The method based on look-up table was first proposed by Mese et al. [13] for inverse halftoning. Since then, many methods were proposed to improve the performance of this method [14,15,16,17,18,19,20,21,22]. In summary, the improvements include three aspects. The first is the template selection and optimization [14,15], where the correlation method and the elitist genetic algorithm were used to obtain the best template. The second is to reduce the size of the table and improve the speed of searching look-up table [16,17,18,19], while the third is to get the accurate contone value from each template pattern [20,21,22]. Although these improvements have produced relatively satisfactory results for grey images, very little research has addressed color inverse halftoning. Except for references [13] and [14], most of the existing color inverse halftoning methods are a simple extension of the look-up table (LUT) method to each color planes separately. Since these color inversing methods cannot consider the correlation between the color planes, they lead to a poor quality of color continuous-tone images. In references [13] and [14], the template of each color plane, as shown in Tables XIII–XV in Reference [14], is constructed not only by its neighborhood pixels, but also considering the two pixels at the same position in the other two-color components, thus the quality of the reconstructed color image is improved to a certain extent. Since the correlation between the color components proposed in reference [13] and [14] is a weak correlation, there is still room to improve the reconstructed color image quality for color halftone images.
Armed with all the neighborhoods of each color plane, we propose a novel color inverse halftoning method by exploiting the correlation of multi-color components. The proposed method uses all existent values in the same patterns of three-color component tables to estimate the nonexistent values in color table. In order to increase the estimation speed and accuracy, the extreme learning machine (ELM) is employed to learn the relation between color template patterns and their corresponding color contone values, which can not only improve the fitting precision of nonexistent values but also has fast transformation speed. Experimental results show that the proposed method achieves a better image quality when compared to the previously published method.
The remaining part of this paper is organized as follows. Section 2 gives an overview of our proposed method. In Section 3, we detail our proposed method. The experiment is demonstrated in Section 4 by comparing it with other methods. Finally, conclusions are addressed in Section 5.

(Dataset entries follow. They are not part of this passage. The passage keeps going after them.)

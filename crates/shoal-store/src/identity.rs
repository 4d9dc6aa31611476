//! Record identity and query fingerprinting.
//!
//! Every storage tier is keyed by a `String` derived from a record field, so
//! numeric, string and structured ids all compare as the same primitive.

use serde::{Deserialize, Serialize};
use serde_json::Value;
use uuid::Uuid;

use crate::types::{Params, Record, as_count};

/// Query identifier used when the caller does not supply one.
pub const DEFAULT_QID: &str = "default";

/// Field names used to resolve a record's identity.
#[derive(Debug, Clone, PartialEq, Eq)]
pub struct Identity {
    id_field: String,
    alt_id_field: Option<String>,
    temp_id_field: String,
}

impl Default for Identity {
    fn default() -> Self {
        Self::new("id", Some("_id".to_string()), "__tempId")
    }
}

impl Identity {
    /// Create an identity resolver.
    pub fn new(
        id_field: impl Into<String>,
        alt_id_field: Option<String>,
        temp_id_field: impl Into<String>,
    ) -> Self {
        Self {
            id_field: id_field.into(),
            alt_id_field,
            temp_id_field: temp_id_field.into(),
        }
    }

    /// Name of the permanent id field.
    pub fn id_field(&self) -> &str {
        &self.id_field
    }

    /// Name of the temp id field.
    pub fn temp_id_field(&self) -> &str {
        &self.temp_id_field
    }

    /// Permanent identity: the id field, else the alternate id field.
    pub fn id_of(&self, record: &Record) -> Option<String> {
        record.get(&self.id_field).and_then(key_of).or_else(|| {
            self.alt_id_field
                .as_ref()
                .and_then(|field| record.get(field))
                .and_then(key_of)
        })
    }

    /// Temporary identity.
    pub fn temp_id_of(&self, record: &Record) -> Option<String> {
        record.get(&self.temp_id_field).and_then(key_of)
    }

    /// Permanent identity if present, else the temporary one.
    pub fn any_id_of(&self, record: &Record) -> Option<String> {
        self.id_of(record).or_else(|| self.temp_id_of(record))
    }

    /// Assign a temp id to `record` unless it already has one. Returns it.
    pub fn ensure_temp_id(&self, record: &mut Record) -> String {
        if let Some(existing) = self.temp_id_of(record) {
            return existing;
        }
        let temp_id = new_temp_id();
        record.insert(self.temp_id_field.clone(), Value::String(temp_id.clone()));
        temp_id
    }

    /// Remove the temp id field from `record`.
    pub fn strip_temp_id(&self, record: &mut Record) -> Option<Value> {
        record.remove(&self.temp_id_field)
    }
}

/// Normalize an id value into a storage key.
///
/// Structured ids are fingerprinted; `null` is never an identity.
pub fn key_of(value: &Value) -> Option<String> {
    match value {
        Value::Null => None,
        Value::String(s) => Some(s.clone()),
        Value::Number(n) => Some(n.to_string()),
        Value::Bool(b) => Some(b.to_string()),
        Value::Array(_) | Value::Object(_) => Some(fingerprint(value)),
    }
}

/// Generate a fresh session-local temp id.
pub fn new_temp_id() -> String {
    Uuid::new_v4().simple().to_string()
}

/// Deterministic, key-order-independent serialization of a JSON value.
///
/// Object keys are emitted sorted at every depth, so structurally equal values
/// always produce the same string and any structural difference changes it.
pub fn fingerprint(value: &Value) -> String {
    let mut out = String::new();
    write_stable(value, &mut out);
    out
}

/// Fingerprint of a record.
pub fn fingerprint_record(record: &Record) -> String {
    let mut out = String::new();
    write_object(record, &mut out);
    out
}

fn write_stable(value: &Value, out: &mut String) {
    match value {
        Value::Object(map) => write_object(map, out),
        Value::Array(items) => {
            out.push('[');
            for (i, item) in items.iter().enumerate() {
                if i > 0 {
                    out.push(',');
                }
                write_stable(item, out);
            }
            out.push(']');
        }
        scalar => out.push_str(&scalar.to_string()),
    }
}

fn write_object(map: &Record, out: &mut String) {
    let mut keys: Vec<&String> = map.keys().collect();
    keys.sort();
    out.push('{');
    for (i, key) in keys.into_iter().enumerate() {
        if i > 0 {
            out.push(',');
        }
        out.push_str(&Value::from(key.as_str()).to_string());
        out.push(':');
        write_stable(&map[key], out);
    }
    out.push('}');
}

/// Paging half of a query, as recorded in the pagination ledger.
#[derive(Debug, Clone, Copy, PartialEq, Eq, Serialize, Deserialize)]
pub struct PageParams {
    #[serde(rename = "$limit")]
    pub limit: usize,
    #[serde(rename = "$skip", default, skip_serializing_if = "Option::is_none")]
    pub skip: Option<usize>,
}

impl PageParams {
    /// Fingerprint identifying this page shape.
    pub fn fingerprint(&self) -> String {
        let mut map = Record::new();
        map.insert("$limit".to_string(), Value::from(self.limit));
        if let Some(skip) = self.skip {
            map.insert("$skip".to_string(), Value::from(skip));
        }
        fingerprint_record(&map)
    }
}

/// Ledger keys derived from a query and the response metadata.
#[derive(Debug, Clone, PartialEq)]
pub struct QueryInfo {
    pub qid: String,
    pub query: Record,
    pub query_id: String,
    pub query_params: Record,
    pub page_params: Option<PageParams>,
    pub page_id: Option<String>,
}

/// Derive ledger keys for `params`.
///
/// Limit/skip come from the response metadata when present (the service may
/// clamp the limit), otherwise from the query.
pub fn query_info(
    params: &Params,
    response_limit: Option<usize>,
    response_skip: Option<usize>,
) -> QueryInfo {
    let query = params.query.clone().unwrap_or_default();
    let qid = params
        .qid
        .clone()
        .unwrap_or_else(|| DEFAULT_QID.to_string());

    let limit = response_limit.or_else(|| query.get("$limit").and_then(as_count));
    let skip = response_skip.or_else(|| query.get("$skip").and_then(as_count));

    let mut query_params = query.clone();
    query_params.remove("$limit");
    query_params.remove("$skip");
    let query_id = fingerprint_record(&query_params);

    let page_params = limit.map(|limit| PageParams { limit, skip });
    let page_id = page_params.as_ref().map(PageParams::fingerprint);

    QueryInfo {
        qid,
        query,
        query_id,
        query_params,
        page_params,
        page_id,
    }
}

#[cfg(test)]
mod tests {
    use super::*;
    use crate::types::into_record;
    use serde_json::json;

    fn rec(value: Value) -> Record {
        into_record(value).unwrap()
    }

    #[test]
    fn test_id_of_prefers_id_field() {
        let identity = Identity::default();
        assert_eq!(identity.id_of(&rec(json!({"id": 7, "_id": "x"}))), Some("7".into()));
        assert_eq!(identity.id_of(&rec(json!({"_id": "abc"}))), Some("abc".into()));
        assert_eq!(identity.id_of(&rec(json!({"id": null}))), None);
        assert_eq!(identity.id_of(&rec(json!({"text": "x"}))), None);
    }

    #[test]
    fn test_structured_id_is_stringified() {
        let identity = Identity::default();
        let a = identity.id_of(&rec(json!({"id": {"b": 2, "a": 1}}))).unwrap();
        let b = identity.id_of(&rec(json!({"id": {"a": 1, "b": 2}}))).unwrap();
        assert_eq!(a, b);
        assert_eq!(a, r#"{"a":1,"b":2}"#);
    }

    #[test]
    fn test_any_id_falls_back_to_temp() {
        let identity = Identity::default();
        let temp = rec(json!({"__tempId": "t1", "text": "x"}));
        assert_eq!(identity.id_of(&temp), None);
        assert_eq!(identity.any_id_of(&temp), Some("t1".into()));

        let both = rec(json!({"__tempId": "t1", "id": 3}));
        assert_eq!(identity.any_id_of(&both), Some("3".into()));
    }

    #[test]
    fn test_custom_fields() {
        let identity = Identity::new("_id", None, "tmp");
        let record = rec(json!({"id": 1, "_id": "m", "tmp": "q"}));
        assert_eq!(identity.id_of(&record), Some("m".into()));
        assert_eq!(identity.temp_id_of(&record), Some("q".into()));
    }

    #[test]
    fn test_ensure_temp_id_is_stable() {
        let identity = Identity::default();
        let mut record = rec(json!({"text": "x"}));
        let first = identity.ensure_temp_id(&mut record);
        let second = identity.ensure_temp_id(&mut record);
        assert_eq!(first, second);
        assert_eq!(first.len(), 32);
    }

    #[test]
    fn test_fingerprint_key_order_independent() {
        assert_eq!(
            fingerprint(&json!({"a": 1, "b": 2})),
            fingerprint(&json!({"b": 2, "a": 1}))
        );
        assert_eq!(
            fingerprint(&json!({"x": {"d": [1, {"z": 1, "y": 2}], "c": null}})),
            fingerprint(&json!({"x": {"c": null, "d": [1, {"y": 2, "z": 1}]}}))
        );
    }

    #[test]
    fn test_fingerprint_distinguishes_nested_values() {
        assert_ne!(fingerprint(&json!({"a": {"b": 1}})), fingerprint(&json!({"a": {"b": 2}})));
        assert_ne!(fingerprint(&json!({"a": [1, 2]})), fingerprint(&json!({"a": [2, 1]})));
        assert_ne!(fingerprint(&json!({"a": "1"})), fingerprint(&json!({"a": 1})));
        assert_ne!(fingerprint(&json!({"a": null})), fingerprint(&json!({})));
    }

    #[test]
    fn test_fingerprint_distinguishes_types_and_operators() {
        assert_ne!(fingerprint(&json!(1)), fingerprint(&json!("1")));
        assert_ne!(fingerprint(&json!(true)), fingerprint(&json!("true")));
        assert_ne!(fingerprint(&json!(null)), fingerprint(&json!("null")));
        assert_ne!(fingerprint(&json!([1])), fingerprint(&json!(1)));
        assert_ne!(
            fingerprint(&json!({"a": {"$gt": 1}})),
            fingerprint(&json!({"a": {"$gte": 1}}))
        );
        assert_ne!(
            fingerprint(&json!({"$or": [{"a": 1}, {"b": 2}]})),
            fingerprint(&json!({"$or": [{"a": 1}], "b": 2}))
        );
    }

    #[test]
    fn test_query_info_strips_paging() {
        let params = Params::from_query(rec(json!({"done": false, "$limit": 3, "$skip": 6})));
        let info = query_info(&params, None, None);

        assert_eq!(info.qid, DEFAULT_QID);
        assert_eq!(info.query_params, rec(json!({"done": false})));
        assert_eq!(info.query_id, r#"{"done":false}"#);
        assert_eq!(info.page_params, Some(PageParams { limit: 3, skip: Some(6) }));
        assert_eq!(info.page_id.as_deref(), Some(r#"{"$limit":3,"$skip":6}"#));
    }

    #[test]
    fn test_query_info_prefers_response_limit() {
        let params = Params::from_query(rec(json!({"$limit": 500}))).with_qid("list");
        let info = query_info(&params, Some(100), Some(0));

        assert_eq!(info.qid, "list");
        assert_eq!(info.page_params, Some(PageParams { limit: 100, skip: Some(0) }));
    }

    #[test]
    fn test_query_info_without_paging() {
        let info = query_info(&Params::default(), None, None);
        assert_eq!(info.query_id, "{}");
        assert!(info.page_params.is_none());
        assert!(info.page_id.is_none());
    }
}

2. Overview of the Proposed Method

As the relation between the halftone pattern of color plane and the contone value of a specific color plane is a complex nonlinear, a lot of nonexistent values could not be estimated accurately in the building color LUT. In view of the same color halftone patterns corresponding to the similar values of the R, G, B planes as shown in Figure 1, we propose a novel color inverse halftoning method, which uses all common patterns to estimate the nonexistent values in the color LUT. The common pattern is defined as those halftone patterns which have the same halftone patterns in each color table, while their corresponding contone values are not empty. Figure 1 shows the overall framework of the proposed method.
As shown in Figure 1a, the first step of the color inverse halftoning is to separate a color halftone image into different color component images, such as R, G, B images, while the second step is to get the contone value from the pre-computed LUT. In order to remove the artifacts in the smooth areas of the obtained continuous image, a low-pass filter is introduced for this purpose. Figure 1b gives the generation of color LUT. In a similar way to Reference [14], we first use sample images to build an initial lookup table for each color component, and then estimate the nonexistent values using ELM.
Compared to the method in reference [14], there are two different aspects of the proposed method as shown in Figure 1b. The first is that the halftone values of all color components are used to estimate nonexistent values. For nonexistent values, we only use those items which have the same halftone patterns in each color component table where their contone values are not empty. The other is that ELM is employed to establish the relation between halftone patterns and their corresponding contone values. A discriminative feature of the proposed method is the introduction of a common pattern, because common patterns can describe the strong relation of color components.

3. Methodology

In the LUT method, the distribution of pixels in the neighborhood defined by the template is called a halftone pattern. The core task of designing LUT is to seek a contone value for each halftone pattern by using sample images. Due to a limited number of sample images, only a part of halftone patterns can obtain contone values directly, we will discuss how to acquire these patterns’ contone values in Section 3.1. For nonexistent patterns which have no contone values in any of the sample images, we will give our solution in Section 3.2.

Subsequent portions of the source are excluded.